### Exercise objective
Return every line below in which "crate" appears.
Source material Start Marker
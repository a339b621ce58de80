#![doc = include_str!("../README.md")]
#![warn(rustdoc::all)]
#![deny(unused_must_use, rust_2018_idioms)]
#![cfg_attr(docsrs, feature(doc_cfg, doc_auto_cfg))]

#[macro_use]
extern crate tracing;

pub mod error;
pub use error::{BuildError, BuildIoError, GraphError, Result};

pub mod hash;
pub use hash::HashBuilder;

pub mod graph;
pub use graph::{Artifact, ArtifactCoords, ArtifactGraph, ArtifactKind, Resolver, ShadeMapping};

pub mod step;
pub use step::{StepKind, StepResult};

pub mod cache;
pub use cache::{CacheLayout, StepSlot};

pub mod tools;
pub use tools::{Diagnostic, Severity, ToolOutcome, Toolchain};

pub mod transforms;

mod workers;

pub mod scheduler;
pub use scheduler::{BuildSummary, Scheduler};

pub mod buildinfo;

pub mod log;

pub mod utils;

use crate::hash::HashBuilder as Hasher;
use once_cell::sync::OnceCell;
use std::{
    collections::BTreeMap,
    path::PathBuf,
    sync::Arc,
};

/// Scope filter handed to the resolver when producing the artifact graph.
#[derive(Clone, Copy, Debug, Default, PartialEq, Eq, serde::Serialize, serde::Deserialize)]
#[serde(rename_all = "kebab-case")]
pub enum ClasspathScope {
    Compile,
    #[default]
    Runtime,
}

impl ClasspathScope {
    pub fn as_str(self) -> &'static str {
        match self {
            ClasspathScope::Compile => "compile",
            ClasspathScope::Runtime => "runtime",
        }
    }
}

/// Closure optimization level applied to the bundled output.
#[derive(Clone, Copy, Debug, Default, PartialEq, Eq, serde::Serialize, serde::Deserialize)]
#[serde(rename_all = "SCREAMING_SNAKE_CASE")]
pub enum OptimizationLevel {
    Bundle,
    WhitespaceOnly,
    Simple,
    #[default]
    Advanced,
}

impl OptimizationLevel {
    pub fn as_str(self) -> &'static str {
        match self {
            OptimizationLevel::Bundle => "BUNDLE",
            OptimizationLevel::WhitespaceOnly => "WHITESPACE_ONLY",
            OptimizationLevel::Simple => "SIMPLE",
            OptimizationLevel::Advanced => "ADVANCED",
        }
    }
}

/// Process-wide configuration for one build.
///
/// Constructed once, then read by every worker. Everything is immutable
/// after construction except the cancellation cell, which is monotone and
/// keeps the first cause.
#[derive(Debug)]
pub struct BuildRequest {
    /// Root of the content-addressed cache.
    pub base_dir: PathBuf,
    /// Where the assembled bundle lands.
    pub target_dir: PathBuf,
    /// Scope filter the resolver was asked for.
    pub scope: ClasspathScope,
    /// Closure optimization level.
    pub optimization: OptimizationLevel,
    /// Closure `--define` values, sorted by key.
    pub defines: BTreeMap<String, String>,
    /// Extern files handed to the closure optimizer.
    pub externs: Vec<String>,
    /// Closure formatting options.
    pub formatting: Vec<String>,
    /// Closure `--language_out` tag.
    pub language_out: String,
    test_id: Option<String>,
    pool: Arc<rayon::ThreadPool>,
    cancelled: OnceCell<String>,
}

impl BuildRequest {
    /// Convenience function to call `BuildRequestBuilder::default()`.
    pub fn builder() -> BuildRequestBuilder {
        BuildRequestBuilder::default()
    }

    /// The externally owned worker pool the scheduler submits to.
    pub fn pool(&self) -> &rayon::ThreadPool {
        &self.pool
    }

    /// Identifier of the test variant this request belongs to, if any. Its
    /// presence breaks cache sharing with the corresponding non-test build.
    pub fn test_id(&self) -> Option<&str> {
        self.test_id.as_deref()
    }

    /// Cancels the build. Idempotent; the first cause wins and is the one
    /// reported to the caller.
    pub fn cancel(&self, cause: impl std::fmt::Display) {
        let _ = self.cancelled.set(cause.to_string());
    }

    pub fn is_cancelled(&self) -> bool {
        self.cancelled.get().is_some()
    }

    pub fn cancellation_cause(&self) -> Option<&str> {
        self.cancelled.get().map(String::as_str)
    }

    /// Feeds every request parameter that influences build outputs into the
    /// artifact fingerprint, in a fixed order.
    pub(crate) fn append_hash_inputs(&self, hasher: &mut Hasher) {
        hasher.append(self.optimization.as_str());
        for (key, value) in &self.defines {
            hasher.append(key).append(value);
        }
        let mut externs = self.externs.clone();
        externs.sort();
        for extern_file in &externs {
            hasher.append(extern_file);
        }
        let mut formatting = self.formatting.clone();
        formatting.sort();
        for option in &formatting {
            hasher.append(option);
        }
        hasher.append(&self.language_out);
        hasher.append(self.scope.as_str());
    }
}

/// Fluent builder for [`BuildRequest`].
#[derive(Debug, Default)]
pub struct BuildRequestBuilder {
    base_dir: Option<PathBuf>,
    target_dir: Option<PathBuf>,
    scope: ClasspathScope,
    optimization: OptimizationLevel,
    defines: BTreeMap<String, String>,
    externs: Vec<String>,
    formatting: Vec<String>,
    language_out: Option<String>,
    test_id: Option<String>,
    pool: Option<Arc<rayon::ThreadPool>>,
}

impl BuildRequestBuilder {
    #[must_use]
    pub fn base_dir(mut self, dir: impl Into<PathBuf>) -> Self {
        self.base_dir = Some(dir.into());
        self
    }

    #[must_use]
    pub fn target_dir(mut self, dir: impl Into<PathBuf>) -> Self {
        self.target_dir = Some(dir.into());
        self
    }

    #[must_use]
    pub fn scope(mut self, scope: ClasspathScope) -> Self {
        self.scope = scope;
        self
    }

    #[must_use]
    pub fn optimization(mut self, level: OptimizationLevel) -> Self {
        self.optimization = level;
        self
    }

    #[must_use]
    pub fn define(mut self, key: impl Into<String>, value: impl Into<String>) -> Self {
        self.defines.insert(key.into(), value.into());
        self
    }

    #[must_use]
    pub fn extern_file(mut self, file: impl Into<String>) -> Self {
        self.externs.push(file.into());
        self
    }

    #[must_use]
    pub fn formatting(mut self, option: impl Into<String>) -> Self {
        self.formatting.push(option.into());
        self
    }

    #[must_use]
    pub fn language_out(mut self, tag: impl Into<String>) -> Self {
        self.language_out = Some(tag.into());
        self
    }

    /// Marks the request as belonging to a test variant; distinct
    /// identifiers never share cache slots.
    #[must_use]
    pub fn test_id(mut self, id: impl Into<String>) -> Self {
        self.test_id = Some(id.into());
        self
    }

    /// Supplies the worker pool. The scheduler never creates or destroys a
    /// pool, only submits to it, so one pool can serve several builds.
    #[must_use]
    pub fn pool(mut self, pool: Arc<rayon::ThreadPool>) -> Self {
        self.pool = Some(pool);
        self
    }

    pub fn build(self) -> Result<BuildRequest> {
        let Self {
            base_dir,
            target_dir,
            scope,
            optimization,
            defines,
            externs,
            formatting,
            language_out,
            test_id,
            pool,
        } = self;

        let base_dir =
            base_dir.ok_or_else(|| BuildError::msg("build request needs a base directory"))?;
        let target_dir =
            target_dir.ok_or_else(|| BuildError::msg("build request needs a target directory"))?;
        let pool = match pool {
            Some(pool) => pool,
            None => Arc::new(
                rayon::ThreadPoolBuilder::new()
                    .num_threads(num_cpus::get())
                    .build()
                    .map_err(BuildError::msg)?,
            ),
        };

        Ok(BuildRequest {
            base_dir,
            target_dir,
            scope,
            optimization,
            defines,
            externs,
            formatting,
            language_out: language_out.unwrap_or_else(|| "ECMASCRIPT_2020".to_string()),
            test_id,
            pool,
            cancelled: OnceCell::new(),
        })
    }
}

#[cfg(test)]
mod tests {
    use super::*;

    fn request() -> BuildRequest {
        BuildRequest::builder().base_dir("cache").target_dir("target").build().unwrap()
    }

    #[test]
    fn cancel_keeps_first_cause() {
        let request = request();
        assert!(!request.is_cancelled());
        request.cancel("first");
        request.cancel("second");
        assert!(request.is_cancelled());
        assert_eq!(request.cancellation_cause(), Some("first"));
    }

    #[test]
    fn builder_requires_directories() {
        assert!(BuildRequestBuilder::default().build().is_err());
        assert!(BuildRequestBuilder::default().base_dir("cache").build().is_err());
    }

    #[test]
    fn hash_inputs_cover_request_parameters() {
        fn digest(request: &BuildRequest) -> String {
            let mut hasher = Hasher::new();
            request.append_hash_inputs(&mut hasher);
            hasher.finish()
        }

        let plain = request();
        let tweaked = BuildRequest::builder()
            .base_dir("cache")
            .target_dir("target")
            .define("goog.DEBUG", "false")
            .build()
            .unwrap();
        assert_ne!(digest(&plain), digest(&tweaked));

        let relaxed = BuildRequest::builder()
            .base_dir("cache")
            .target_dir("target")
            .optimization(OptimizationLevel::Simple)
            .build()
            .unwrap();
        assert_ne!(digest(&plain), digest(&relaxed));

        // The cache and target locations do not feed the fingerprint.
        let moved =
            BuildRequest::builder().base_dir("elsewhere").target_dir("other").build().unwrap();
        assert_eq!(digest(&plain), digest(&moved));
    }
}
Source material End Marker
### Answer space
extern crate tracing;
use crate::hash::HashBuilder as Hasher;
    pub(crate) fn append_hash_inputs(&self, hasher: &mut Hasher) {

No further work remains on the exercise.